But as is the way of these things, it got me to thinking about what
we actually pay for when we go to a restaurant. The ingredients of much
of the food we eat, costs pennies. Also, a professional restaurant, with
all its catering and trade contacts and ability to bulk buy, would pay
far less than you or I. But it still must add up to a fair bit. Then there
are the considerable overheads of a shop, they have their bills to pay
too. Then of course, unless it is a family business of an extraordinarily
generous disposition, there are staff wages. All this is right and just.
But then come the subservient charges. Sometimes, its the name (does anyone
go to the Ivy for the food?) but this is almost always a disappointment;
Planet Hollywood, Hardrock Cafe, Fashion Cafe (no laughing at the back)

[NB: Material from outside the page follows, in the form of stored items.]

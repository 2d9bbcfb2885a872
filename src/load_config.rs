/// `load_config` module: loads the static YAML config and injects secrets from the environment.
///
/// This is the only place where the user-supplied YAML is parsed and mapped to
/// the strongly-typed settings the rest of the binary uses.
///
/// # Responsibilities
/// - Parse the config file into [`CliConfig`] (Appwrite connection + [`SeedConfig`])
/// - Inject `APPWRITE_API_KEY` from the environment; it never lives in the file
/// - Let `APPWRITE_ENDPOINT` / `APPWRITE_PROJECT_ID` override the file values
///
/// # Errors
/// All errors use `anyhow::Error` for context-rich diagnostics and are surfaced
/// at the CLI boundary.
use anyhow::Result;
use serde::Deserialize;
use std::fs;
use std::path::{Path, PathBuf};
use storefront_seed_core::config::SeedConfig;
use tracing::{error, info};

pub const API_KEY_ENV: &str = "APPWRITE_API_KEY";
pub const ENDPOINT_ENV: &str = "APPWRITE_ENDPOINT";
pub const PROJECT_ID_ENV: &str = "APPWRITE_PROJECT_ID";

#[derive(Debug, Clone, Deserialize)]
pub struct AppwriteSettings {
    /// Base URL of the Appwrite API, e.g. `https://cloud.appwrite.io/v1`.
    pub endpoint: String,
    pub project_id: String,
    pub database_id: String,
    /// Injected from `APPWRITE_API_KEY`; never read from the file.
    #[serde(skip)]
    pub api_key: Option<String>,
}

#[derive(Debug, Deserialize)]
pub struct CliConfig {
    pub appwrite: AppwriteSettings,
    pub seed: SeedConfig,
    /// Dataset file to seed from; the bundled dataset is used when absent.
    #[serde(default)]
    pub dataset: Option<PathBuf>,
}

/// Loads a static YAML config file (no secrets) and injects secrets from the environment.
pub fn load_config<P: AsRef<Path>>(path: P) -> Result<CliConfig> {
    let path_ref = path.as_ref();
    info!(config_path = ?path_ref, "Loading configuration from file");

    let config_content = match fs::read_to_string(path_ref) {
        Ok(content) => {
            info!(config_path = ?path_ref, "Config file read successfully");
            content
        }
        Err(e) => {
            error!(error = ?e, config_path = ?path_ref, "Failed to read config file");
            return Err(anyhow::anyhow!(
                "Failed to read config file {:?}: {}",
                path_ref,
                e
            ));
        }
    };

    let mut config: CliConfig = match serde_yaml::from_str(&config_content) {
        Ok(conf) => {
            info!(config_path = ?path_ref, "Parsed config YAML successfully");
            conf
        }
        Err(e) => {
            error!(error = ?e, config_path = ?path_ref, "Failed to parse config YAML");
            return Err(anyhow::anyhow!("Failed to parse config YAML: {e}"));
        }
    };

    if let Ok(endpoint) = std::env::var(ENDPOINT_ENV) {
        info!(endpoint = %endpoint, "{ENDPOINT_ENV} overrides configured endpoint");
        config.appwrite.endpoint = endpoint;
    }
    if let Ok(project_id) = std::env::var(PROJECT_ID_ENV) {
        info!(project_id = %project_id, "{PROJECT_ID_ENV} overrides configured project");
        config.appwrite.project_id = project_id;
    }
    config.appwrite.endpoint = config.appwrite.endpoint.trim_end_matches('/').to_string();

    match std::env::var(API_KEY_ENV) {
        Ok(key) if !key.is_empty() => {
            info!("{API_KEY_ENV} found in env");
            config.appwrite.api_key = Some(key);
        }
        _ => info!("{API_KEY_ENV} not set; only offline commands will work"),
    }

    if !config.appwrite.endpoint.starts_with("http://")
        && !config.appwrite.endpoint.starts_with("https://")
    {
        error!(endpoint = %config.appwrite.endpoint, "Endpoint is not an http(s) URL");
        anyhow::bail!(
            "appwrite.endpoint must be an http(s) URL, got {:?}",
            config.appwrite.endpoint
        );
    }
    if config.seed.purge.concurrency == 0 {
        anyhow::bail!("seed.purge.concurrency must be at least 1");
    }

    config.seed.trace_loaded();
    info!(
        endpoint = %config.appwrite.endpoint,
        project_id = %config.appwrite.project_id,
        database_id = %config.appwrite.database_id,
        dataset = ?config.dataset,
        "Config loaded and merged successfully"
    );
    Ok(config)
}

are/were defiantly mediocre in their fayre. And is the prospect of sitting
next to someone who went out in week four of Pop Idol really worth an
extra £15 per person?
Then we all love to be thoroughly patronised by an outrageous Maitre'D,
preferably with an almost impenetrable French accent who actually comes
from Welwyn Garden City. What I really like in this instance is someone
who would never actually say anything offensive but would look at what
you are wearing and say how brave a choice you have made. If you think
I am being ridiculous, find anyone who has been to Won Keys in the last
few years who wasn't actively looking forward to being abused, insulted
and anything else you can get with chop sticks that is only otherwise
available in the Torture Garden. Is training provided or do these type
of restaurants only hire naturally unpleasant people? Of course, a nice
view of the river or local architecture will always be a bonus. I truly
regret not being old enough to have eaten in the revolving restaurant
at the top of the Post Office Tower and I have been to some places where
the experience was greatly improved by the location. Strangely though,
the prices on the menu in a window seat are the same as the prices next
to the toilets or the drafty exit with loudly banging door.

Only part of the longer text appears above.